By My Y   September 8, 2024 | 03:15 pm PT
Popular myths such as running frequently damages knee joints quickly, more running equates to better health, and long-distance running poses a high risk of sudden death are among the common misunderstandings about running.

Dr. Do Van Buu Dan, Head of Cardiology 1 - Cardiac Electrophysiology Department at Ho Chi Minh City’s Tam Duc Heart Hospital, noted that running is a popular sport because it is simple, easy to practice, and offers significant health benefits.

However, he pointed out several misconceptions about running that can confuse beginners, such as the following five:

1. Running a lot will quickly wear out the knee joints

Recent meta-analysis indicates no correlation between running and knee osteoarthritis, and many non-runners develop knee osteoarthritis early in life.

The primary cause of knee osteoarthritis is muscle and ligament weakness, leading to imbalanced knee joint activities and joint degeneration. Conversely, regular and correct running practice tends to strengthen muscles and ligaments, reducing the long-term impact of body weight on joints.

A person lacing up their shoes. Illustration photo by Pexels

A person lacing up their shoes. Illustration photo by Pexels

2. Running does not require much knowledge

This is only true for short runs of about 2-3 km. Serious running, especially for races of 10 km or more, requires extensive knowledge—from selecting the right footwear to understanding proper nutrition, rest, and training.

This breadth of knowledge can deter beginners. Joining a running class or a well-established running group to receive guidance from experienced runners is advisable.

3. The more you run, the better

Research in the Missouri Medicine journal suggests that the optimal exercise duration is no more than 150 minutes per week, equating to about 30 minutes daily for five days, with rest days to allow recovery and strength regain. Exceeding this amount without proper training can be detrimental to cardiovascular health and longevity.

Therefore, individuals aiming for long-distance races need a structured plan for training, nutrition, and rest to mitigate high-intensity training risks.

4. Long-distance running carries a risk of sudden death

Research from the Journal of the American College of Cardiology shows the rate of sudden death during marathons in the U.S. is 1 in 50,000—a rate much lower than the general U.S. sudden death rate of 75 in 50,000 annually.

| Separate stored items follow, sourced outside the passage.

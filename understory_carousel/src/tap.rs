// Copyright 2025 the Understory Authors
// SPDX-License-Identifier: Apache-2.0 OR MIT

//! Tap recognition on a scrolling surface.
//!
//! A press only counts as a tap if the pointer stays close to where it went
//! down and, optionally, is released quickly enough. Anything else is a drag
//! and belongs to the scroll surface.
//!
//! ```
//! use kurbo::Point;
//! use understory_carousel::tap::{TapResult, TapState};
//!
//! let mut state: TapState<u32> = TapState::with_thresholds(Some(10.0), Some(500));
//! state.on_down(7, Point::new(10.0, 10.0), 1000);
//! assert_eq!(state.on_move(Point::new(14.0, 13.0)), None);
//! assert_eq!(state.on_up(Point::new(14.0, 13.0), 1100), TapResult::Tap(7));
//!
//! // Moving too far turns the press into a drag.
//! state.on_down(7, Point::new(10.0, 10.0), 2000);
//! assert_eq!(state.on_move(Point::new(40.0, 10.0)), Some(7));
//! assert_eq!(state.on_up(Point::new(40.0, 10.0), 2050), TapResult::Suppressed(Some(7)));
//! ```

use kurbo::Point;

/// An active press.
#[derive(Clone, Debug)]
pub struct Press<K> {
    /// What was under the pointer when it went down.
    pub target: K,
    /// Pointer position at press time.
    pub down_position: Point,
    /// Press timestamp, in milliseconds.
    pub down_time: u64,
    /// The pointer has travelled beyond the movement threshold.
    pub distance_exceeded: bool,
}

/// Outcome of releasing the pointer.
#[derive(Clone, Debug, PartialEq, Eq)]
pub enum TapResult<K> {
    /// The press was a tap on this target.
    Tap(K),
    /// The press was not a tap; carries the pressed target, if there was a press.
    Suppressed(Option<K>),
}

/// Single-pointer tap recognizer.
#[derive(Clone, Debug)]
pub struct TapState<K> {
    press: Option<Press<K>>,
    /// Pointer travel beyond which the press is a drag. `None` allows any travel.
    pub total_pointer_moved_threshold: Option<f64>,
    /// Longest press (milliseconds) still counted as a tap. `None` allows any duration.
    pub time_threshold: Option<u64>,
}

impl<K: Clone> TapState<K> {
    /// Creates a recognizer with a 10-point movement tolerance and no time limit.
    #[must_use]
    pub fn new() -> Self {
        Self::with_thresholds(Some(10.0), None)
    }

    /// Creates a recognizer with custom thresholds.
    #[must_use]
    pub fn with_thresholds(
        total_pointer_moved_threshold: Option<f64>,
        time_threshold: Option<u64>,
    ) -> Self {
        Self {
            press: None,
            total_pointer_moved_threshold,
            time_threshold,
        }
    }

    /// Records a pointer down on `target`, replacing any earlier press.
    pub fn on_down(&mut self, target: K, position: Point, timestamp: u64) {
        self.press = Some(Press {
            target,
            down_position: position,
            down_time: timestamp,
            distance_exceeded: false,
        });
    }

    /// Tracks pointer movement.
    ///
    /// Returns the pressed target the first time the movement threshold is
    /// exceeded, `None` otherwise.
    pub fn on_move(&mut self, position: Point) -> Option<K> {
        let threshold = self.total_pointer_moved_threshold?;
        let press = self.press.as_mut()?;
        if press.distance_exceeded || press.down_position.distance(position) <= threshold {
            return None;
        }
        press.distance_exceeded = true;
        Some(press.target.clone())
    }

    /// Ends the press and decides whether it was a tap.
    pub fn on_up(&mut self, position: Point, timestamp: u64) -> TapResult<K> {
        let Some(press) = self.press.take() else {
            return TapResult::Suppressed(None);
        };
        if press.distance_exceeded {
            return TapResult::Suppressed(Some(press.target));
        }
        let distance_ok = self
            .total_pointer_moved_threshold
            .is_none_or(|threshold| press.down_position.distance(position) <= threshold);
        let time_ok = self
            .time_threshold
            .is_none_or(|threshold| timestamp.saturating_sub(press.down_time) <= threshold);
        if distance_ok && time_ok {
            TapResult::Tap(press.target)
        } else {
            TapResult::Suppressed(Some(press.target))
        }
    }

    /// Drops the active press. Returns `true` if there was one.
    pub fn cancel(&mut self) -> bool {
        self.press.take().is_some()
    }

    /// Returns `true` while a press is active.
    #[must_use]
    pub fn is_pressed(&self) -> bool {
        self.press.is_some()
    }

    /// The active press, if any.
    #[must_use]
    pub fn press(&self) -> Option<&Press<K>> {
        self.press.as_ref()
    }
}

impl<K: Clone> Default for TapState<K> {
    fn default() -> Self {
        Self::new()
    }
}

#[cfg(test)]
mod tests {
    use super::*;

    #[test]
    fn short_press_is_a_tap() {
        let mut state: TapState<u32> = TapState::new();
        state.on_down(1, Point::new(0.0, 0.0), 0);
        assert!(state.is_pressed());
        assert_eq!(state.on_up(Point::new(3.0, 4.0), 5000), TapResult::Tap(1));
        assert!(!state.is_pressed());
    }

    #[test]
    fn excessive_movement_is_a_drag() {
        let mut state: TapState<u32> = TapState::new();
        state.on_down(1, Point::new(0.0, 0.0), 0);
        assert_eq!(state.on_move(Point::new(6.0, 8.0)), None);
        assert_eq!(state.on_move(Point::new(20.0, 0.0)), Some(1));
        // Only reported once.
        assert_eq!(state.on_move(Point::new(30.0, 0.0)), None);
        // Coming back does not turn the drag into a tap.
        assert_eq!(
            state.on_up(Point::new(0.0, 0.0), 10),
            TapResult::Suppressed(Some(1))
        );
    }

    #[test]
    fn release_far_away_is_not_a_tap() {
        let mut state: TapState<u32> = TapState::new();
        state.on_down(1, Point::new(0.0, 0.0), 0);
        assert_eq!(
            state.on_up(Point::new(0.0, 11.0), 10),
            TapResult::Suppressed(Some(1))
        );
    }

    #[test]
    fn time_threshold_applies_when_configured() {
        let mut state: TapState<u32> = TapState::with_thresholds(None, Some(200));
        state.on_down(1, Point::new(0.0, 0.0), 100);
        // No movement threshold: any travel is fine.
        assert_eq!(state.on_move(Point::new(500.0, 0.0)), None);
        assert_eq!(state.on_up(Point::new(500.0, 0.0), 300), TapResult::Tap(1));

        state.on_down(2, Point::new(0.0, 0.0), 100);
        assert_eq!(
            state.on_up(Point::new(0.0, 0.0), 301),
            TapResult::Suppressed(Some(2))
        );
    }

    #[test]
    fn release_without_press_is_suppressed() {
        let mut state: TapState<u32> = TapState::default();
        assert_eq!(
            state.on_up(Point::new(0.0, 0.0), 0),
            TapResult::Suppressed(None)
        );
        state.on_down(1, Point::new(0.0, 0.0), 0);
        assert!(state.cancel());
        assert!(!state.cancel());
        assert_eq!(
            state.on_up(Point::new(0.0, 0.0), 0),
            TapResult::Suppressed(None)
        );
    }
}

Nonetheless, marathon participants should undergo cardiovascular screenings to identify potential sudden death risks and ensure a structured training and nutritional regimen for safe race completion.

5. Elderly should avoid high-intensity running exercises

Running training includes various exercises like base, interval, threshold, and recovery running, each benefiting the cardiovascular and respiratory systems differently.

Thus, elderly individuals can engage in high-intensity workouts if they follow the 80/20 rule, with 80% of their training at light to moderate intensity and the remaining 20% at high intensity. They should also focus on gradually increasing their weekly training volume by no more than 10% to prevent injuries.